As you can see, my logs are store in a GCS bucket, without slowlyness issue at writing.

My Loki instance (and Grafana) are installed on a small machine, do you think it can be the root cause (the CPU usage seems good during the slow queries):

  • Ubuntu 20.04 x86/64
  • 50GB SSD
  • GCP Instance type e2-standard-2 (2 vCPU, 8GB Memory)

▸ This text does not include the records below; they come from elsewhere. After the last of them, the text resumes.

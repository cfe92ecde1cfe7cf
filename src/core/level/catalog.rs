//=========================================================================
// Level Catalog
//=========================================================================
//
// Ordered list of validated levels. The built-in campaign is embedded in
// the binary; custom campaigns are loaded from JSON:
//
// ```json
// { "levels": [ { "name": "...", "lumina": [[...]], "umbra": [[...]],
//                 "spawn": { "x": 1, "y": 6 }, "exit": { "x": 12, "y": 6 },
//                 "enemies": [] } ] }
// ```
//
//=========================================================================

//=== External Dependencies ===============================================

use log::info;
use serde::Deserialize;

//=== Internal Dependencies ===============================================

use super::{LevelData, LevelError};

//=== LevelCatalog ========================================================

const BUILTIN_CAMPAIGN: &str = include_str!("../../../assets/levels.json");

#[derive(Debug, Clone, PartialEq, Deserialize)]
pub struct LevelCatalog {
    levels: Vec<LevelData>,
}

impl LevelCatalog {
    /// Validates and wraps an ordered list of levels.
    pub fn new(levels: Vec<LevelData>) -> Result<Self, LevelError> {
        if levels.is_empty() {
            return Err(LevelError::EmptyCatalog);
        }
        for level in &levels {
            level.validate()?;
        }

        Ok(Self { levels })
    }

    /// Parses and validates a JSON campaign.
    pub fn from_json(source: &str) -> Result<Self, LevelError> {
        let catalog: Self = serde_json::from_str(source)?;
        let catalog = Self::new(catalog.levels)?;
        info!("Loaded level catalog ({} levels)", catalog.len());
        Ok(catalog)
    }

    /// The campaign shipped with the engine.
    pub fn builtin() -> Result<Self, LevelError> {
        Self::from_json(BUILTIN_CAMPAIGN)
    }

    pub fn get(&self, index: usize) -> Option<&LevelData> {
        self.levels.get(index)
    }

    pub fn len(&self) -> usize {
        self.levels.len()
    }

    /// Always `false` for a constructed catalog.
    pub fn is_empty(&self) -> bool {
        self.levels.is_empty()
    }

    pub fn iter(&self) -> impl Iterator<Item = &LevelData> {
        self.levels.iter()
    }
}

//=========================================================================
// Unit Tests
//=========================================================================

Edit : Tried on local machine with 8 core CPU but still using GCS, result still slow

Looks like you have only one instance, is that correct? If so that may be the cause of slowness. Loki’s performance comes from distribution, you really need more than one reader with query frontend to achieve the sort of performance you want. This is what our test looks like with 2 QFs and 3 queriers:

Summary.BytesProcessedPerSecond  803 MB
Summary.LinesProcessedPerSecond  3579091
Summary.TotalBytesProcessed 	 3.4 GB
Summary.TotalLinesProcessed 	 15189251
Summary.ExecTime 		 4.243884866s
Summary.QueueTime 		 0s

Yes I use only one instance. Thanks for the suggestion, I’ll try to use more but don’t know how, looking for documentation about.

But, I think there is another cause in the GCS integration. The stat that makes me think that, or that I dont understand is this one:

Querier.ChunksDownloadTime       37.078656774s

It’s so weird, how may I have 37s of DownloadTime for a 3.6s ExecTime :upside_down_face: ?